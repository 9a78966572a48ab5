//! In-memory [`MessageLog`].

use crate::transport::{LogError, MessageLog};
use parking_lot::RwLock;

/// Keeps received direct messages for the life of the process.
#[derive(Debug, Default)]
pub struct MemoryMessageLog {
    entries: RwLock<Vec<Vec<u8>>>,
}

impl MemoryMessageLog {
    pub fn new() -> Self {
        Self::default()
    }

    pub fn len(&self) -> usize {
        self.entries.read().len()
    }

    pub fn is_empty(&self) -> bool {
        self.entries.read().is_empty()
    }
}

impl MessageLog for MemoryMessageLog {
    fn append(&self, entry: &[u8]) -> Result<(), LogError> {
        self.entries.write().push(entry.to_vec());
        Ok(())
    }

    fn load(&self) -> Result<Vec<Vec<u8>>, LogError> {
        Ok(self.entries.read().clone())
    }
}

#[cfg(test)]
mod tests {
    use super::*;

    #[test]
    fn entries_come_back_in_append_order() {
        let log = MemoryMessageLog::new();
        log.append(b"first").unwrap();
        log.append(b"second").unwrap();
        assert_eq!(log.load().unwrap(), vec![b"first".to_vec(), b"second".to_vec()]);
        assert_eq!(log.len(), 2);
    }
}
//! Engine options and loop cadences.

use crate::schema::NodeType;
use crate::transport::{Cipher, IdentityProvider, MessageLog, Transport};
use std::sync::Arc;
use std::time::Duration;

/// Cadences of the periodic loops and the bootstrap delays.
#[derive(Debug, Clone, Copy, PartialEq, Eq)]
pub struct CoordTimings {
    pub relay_interval: Duration,
    pub peer_interval: Duration,
    pub announce_interval: Duration,
    /// Pause between starting the loops and the first immediate passes.
    pub bootstrap_grace: Duration,
    pub ready_poll_interval: Duration,
}

impl Default for CoordTimings {
    fn default() -> Self {
        Self {
            relay_interval: Duration::from_secs(60),
            peer_interval: Duration::from_secs(21),
            announce_interval: Duration::from_secs(22),
            bootstrap_grace: Duration::from_secs(5),
            ready_poll_interval: Duration::from_secs(1),
        }
    }
}

/// Bounds on the peer registry.
#[derive(Debug, Clone, Copy, PartialEq, Eq)]
pub struct PeerEviction {
    /// Drop peers whose last announcement is older than this. `None` keeps
    /// peers until the capacity cap pushes them out.
    pub ttl: Option<Duration>,
    pub max_peers: usize,
}

impl Default for PeerEviction {
    fn default() -> Self {
        Self {
            ttl: None,
            max_peers: 1024,
        }
    }
}

/// Everything the coordination engine needs at construction time.
///
/// `transport`, `identity` and `cipher` are mandatory; the engine refuses to
/// start without them.
#[derive(Clone, Default)]
pub struct CoordOptions {
    pub transport: Option<Arc<dyn Transport>>,
    pub identity: Option<Arc<dyn IdentityProvider>>,
    pub cipher: Option<Arc<dyn Cipher>>,
    pub node_type: NodeType,
    pub is_circuit_relay_node: bool,
    /// `(name, multiaddr)` relays dialed in addition to the bootstrap table.
    pub extra_relays: Vec<(String, String)>,
    pub timings: CoordTimings,
    pub eviction: PeerEviction,
    pub message_log: Option<Arc<dyn MessageLog>>,
}

impl CoordOptions {
    pub fn new(
        transport: Arc<dyn Transport>,
        identity: Arc<dyn IdentityProvider>,
        cipher: Arc<dyn Cipher>,
    ) -> Self {
        Self {
            transport: Some(transport),
            identity: Some(identity),
            cipher: Some(cipher),
            ..Self::default()
        }
    }

    pub fn with_node_type(mut self, node_type: NodeType) -> Self {
        self.node_type = node_type;
        self
    }

    pub fn with_circuit_relay(mut self, enabled: bool) -> Self {
        self.is_circuit_relay_node = enabled;
        self
    }

    pub fn with_extra_relay(mut self, name: impl Into<String>, address: impl Into<String>) -> Self {
        self.extra_relays.push((name.into(), address.into()));
        self
    }

    pub fn with_timings(mut self, timings: CoordTimings) -> Self {
        self.timings = timings;
        self
    }

    pub fn with_eviction(mut self, eviction: PeerEviction) -> Self {
        self.eviction = eviction;
        self
    }

    pub fn with_message_log(mut self, log: Arc<dyn MessageLog>) -> Self {
        self.message_log = Some(log);
        self
    }
}

impl std::fmt::Debug for CoordOptions {
    fn fmt(&self, f: &mut std::fmt::Formatter<'_>) -> std::fmt::Result {
        f.debug_struct("CoordOptions")
            .field("transport", &self.transport.is_some())
            .field("identity", &self.identity.is_some())
            .field("cipher", &self.cipher.is_some())
            .field("node_type", &self.node_type)
            .field("is_circuit_relay_node", &self.is_circuit_relay_node)
            .field("extra_relays", &self.extra_relays)
            .field("timings", &self.timings)
            .field("eviction", &self.eviction)
            .field("message_log", &self.message_log.is_some())
            .finish()
    }
}
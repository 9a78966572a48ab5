//! Capability boundaries consumed by the coordination engine.
//!
//! The engine never talks to a swarm, a key store or a cipher directly. It
//! drives them through the traits in this module so that the libp2p stack,
//! the keyring and the on-disk log can be swapped for in-memory doubles in
//! tests.

use async_trait::async_trait;
use tokio::sync::mpsc;

/// Identity reported by the transport once it has finished starting.
#[derive(Debug, Clone, PartialEq, Eq)]
pub struct NodeIdentity {
    pub peer_id: String,
    pub multiaddrs: Vec<String>,
}

/// Raw pubsub delivery handed to subscribers.
#[derive(Debug, Clone, PartialEq, Eq)]
pub struct PubsubMessage {
    /// Originating peer as reported by the transport, never taken from the payload.
    pub from: String,
    pub topic: String,
    pub data: Vec<u8>,
}

/// Address and public key minted by the identity capability.
#[derive(Debug, Clone, PartialEq, Eq)]
pub struct KeyMaterial {
    pub address: String,
    pub public_key: String,
}

/// Failures reported by a [`Transport`].
#[derive(thiserror::Error, Debug, Clone, PartialEq, Eq)]
pub enum TransportError {
    #[error("transport unavailable: {0}")]
    Unavailable(String),
    #[error("identity unavailable: {0}")]
    Identity(String),
    #[error("dial failed: {0}")]
    Dial(String),
    #[error("subscribe failed: {0}")]
    Subscribe(String),
    #[error("publish failed: {0}")]
    Publish(String),
}

/// Failures reported by a [`Cipher`] or [`IdentityProvider`].
#[derive(thiserror::Error, Debug, Clone, PartialEq, Eq)]
#[error("{0}")]
pub struct CipherError(pub String);

/// Failures reported by a [`MessageLog`].
#[derive(thiserror::Error, Debug, Clone, PartialEq, Eq)]
#[error("message log: {0}")]
pub struct LogError(pub String);

/// Peer-to-peer engine: identity, swarm dialing and pubsub.
#[async_trait]
pub trait Transport: Send + Sync {
    /// Wait for the underlying node to finish starting and report its identity.
    async fn resolve_identity(&self) -> Result<NodeIdentity, TransportError>;

    /// Dial a multiaddr. Resolves once the connection is established or has failed.
    async fn dial(&self, address: &str) -> Result<(), TransportError>;

    /// Subscribe to a pubsub topic. Messages arrive on the returned receiver
    /// in delivery order.
    async fn subscribe(
        &self,
        topic: &str,
    ) -> Result<mpsc::UnboundedReceiver<PubsubMessage>, TransportError>;

    /// Leave a pubsub topic. Receivers handed out for it are closed.
    async fn unsubscribe(&self, topic: &str) -> Result<(), TransportError>;

    /// Publish raw bytes on a pubsub topic.
    async fn publish(&self, topic: &str, data: Vec<u8>) -> Result<(), TransportError>;
}

/// Address/key derivation for the local node.
#[async_trait]
pub trait IdentityProvider: Send + Sync {
    async fn derive_address_and_key(&self) -> Result<KeyMaterial, CipherError>;

    /// Private key matching [`KeyMaterial::public_key`], encoded as the cipher expects it.
    async fn private_key(&self) -> Result<String, CipherError>;
}

/// Asymmetric cipher used for end-to-end encrypted direct messages.
pub trait Cipher: Send + Sync {
    fn encrypt(&self, public_key: &str, plaintext: &[u8]) -> Result<Vec<u8>, CipherError>;
    fn decrypt(&self, private_key: &str, ciphertext: &[u8]) -> Result<Vec<u8>, CipherError>;
}

/// Append-only durable channel for received direct messages.
pub trait MessageLog: Send + Sync {
    fn append(&self, entry: &[u8]) -> Result<(), LogError>;
    fn load(&self) -> Result<Vec<Vec<u8>>, LogError>;
}
#[tokio::main]
async fn main() -> Result<()> {
    let matches = build_cli().get_matches();
    let config = load_config_with_overrides(&matches)?;
    init_logging(&config)?;

    info!(
        "Starting peercoord node {} (commit {}, wire API {})",
        PEERCOORD_VERSION,
        git_commit_hash(),
        API_VERSION
    );
    if let Some(path) = &config.config_path {
        info!("Loaded configuration from {}", path.display());
    }

    fs::create_dir_all(&config.data_dir).with_context(|| {
        format!("creating data directory {}", config.data_dir.display())
    })?;
    let keyring = Arc::new(
        Keyring::load_or_generate(&config.key_file)
            .with_context(|| format!("loading key file {}", config.key_file.display()))?,
    );

    let mut relay_addresses: Vec<String> = bootstrap_relays(config.node_type)
        .into_iter()
        .map(|relay| relay.address)
        .collect();
    relay_addresses.extend(config.relays.iter().cloned());

    let network = Arc::new(Libp2pNetwork::new(Libp2pConfig {
        listen_addresses: parse_multiaddrs(&config.listen_addresses, "listen"),
        reservation_relays: parse_multiaddrs(&relay_addresses, "relay"),
        enable_relay_server: config.circuit_relay,
        ..Libp2pConfig::default()
    })?);
    let peer_id = network.peer_id().to_string();

    let message_log = Arc::new(
        SledMessageLog::open(config.data_dir.join(MESSAGE_DB_DIR), &peer_id)
            .context("opening message log")?,
    );
    info!("Logging direct messages to tree {}", message_log.name());

    let mut options = CoordOptions::new(network.clone(), keyring.clone(), Arc::new(Ecies::new()))
        .with_node_type(config.node_type)
        .with_circuit_relay(config.circuit_relay)
        .with_timings(config.timings())
        .with_eviction(config.eviction())
        .with_message_log(message_log.clone());
    for (index, address) in config.relays.iter().enumerate() {
        options = options.with_extra_relay(format!("configured-{}", index + 1), address.clone());
    }

    let engine = CoordinationEngine::new(options)?;
    let mut inbox = engine
        .take_inbox()
        .ok_or_else(|| anyhow!("direct message inbox already taken"))?;

    let bootstrap_task = tokio::spawn({
        let engine = engine.clone();
        async move {
            if let Err(err) = engine.bootstrap().await {
                error!("Bootstrap failed: {}", err);
            }
        }
    });

    let inbox_task = tokio::spawn(async move {
        while let Some(message) = inbox.recv().await {
            log_direct_message(&message);
        }
    });

    let events_task = network.take_event_receiver().map(|mut events| {
        tokio::spawn(async move {
            while let Some(event) = events.recv().await {
                log_network_event(&event);
            }
        })
    });

    let console_task = tokio::spawn(run_console(engine.clone(), config.handle.clone()));

    info!("Node ID: {}", peer_id);
    info!("Encryption address: {}", keyring.address());

    tokio::signal::ctrl_c().await?;
    info!("Shutting down peercoord node");

    bootstrap_task.abort();
    console_task.abort();
    engine.shutdown().await;
    network.shutdown();
    inbox_task.abort();
    if let Some(task) = events_task {
        task.abort();
    }

    message_log.flush().context("flushing message log")?;

    info!("peercoord node shutdown complete");
    Ok(())
}

fn log_direct_message(message: &DirectMessage) {
    match &message.chat {
        Some(chat) => info!(
            from = %message.from,
            handle = chat.data.handle.as_deref().unwrap_or("-"),
            "Chat: {}",
            chat.data.message
        ),
        None => info!(from = %message.from, "Direct message: {}", message.plaintext),
    }
}

fn log_network_event(event: &Libp2pEvent) {
    match event {
        Libp2pEvent::PeerConnected { peer } => debug!("Connected to {}", peer),
        Libp2pEvent::PeerDisconnected { peer } => debug!("Disconnected from {}", peer),
        Libp2pEvent::NewListenAddr { address } => info!("Listening on {}", address),
        Libp2pEvent::RelayReservationAccepted { relay } => {
            info!("Circuit reservation accepted by relay {}", relay)
        }
        Libp2pEvent::HolePunchSucceeded { peer } => info!("Direct connection upgraded with {}", peer),
        Libp2pEvent::HolePunchFailed { peer, error } => {
            debug!("Hole punch with {} failed: {}", peer, error)
        }
    }
}

/// Commands read from stdin.
#[derive(Debug, PartialEq, Eq)]
enum ConsoleCommand<'a> {
    Peers,
    Relays,
    Send { peer: &'a str, message: &'a str },
}

impl<'a> ConsoleCommand<'a> {
    fn parse(line: &'a str) -> Option<Self> {
        let line = line.trim();
        match line {
            "" => None,
            "/peers" => Some(Self::Peers),
            "/relays" => Some(Self::Relays),
            _ => {
                let (peer, message) = line.split_once(char::is_whitespace)?;
                let message = message.trim();
                if peer.starts_with('/') || message.is_empty() {
                    return None;
                }
                Some(Self::Send { peer, message })
            }
        }
    }
}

» **TASK STATEMENT**
Reprint exactly the lines above that start at the one with "engine.shutdown().await;" and end at the one with "reservation accepted by", keeping both and adding none.

» **SOLUTION TO THIS TASK**
    engine.shutdown().await;
    network.shutdown();
    inbox_task.abort();
    if let Some(task) = events_task {
        task.abort();
    }

    message_log.flush().context("flushing message log")?;

    info!("peercoord node shutdown complete");
    Ok(())
}

fn log_direct_message(message: &DirectMessage) {
    match &message.chat {
        Some(chat) => info!(
            from = %message.from,
            handle = chat.data.handle.as_deref().unwrap_or("-"),
            "Chat: {}",
            chat.data.message
        ),
        None => info!(from = %message.from, "Direct message: {}", message.plaintext),
    }
}

fn log_network_event(event: &Libp2pEvent) {
    match event {
        Libp2pEvent::PeerConnected { peer } => debug!("Connected to {}", peer),
        Libp2pEvent::PeerDisconnected { peer } => debug!("Disconnected from {}", peer),
        Libp2pEvent::NewListenAddr { address } => info!("Listening on {}", address),
        Libp2pEvent::RelayReservationAccepted { relay } => {
            info!("Circuit reservation accepted by relay {}", relay)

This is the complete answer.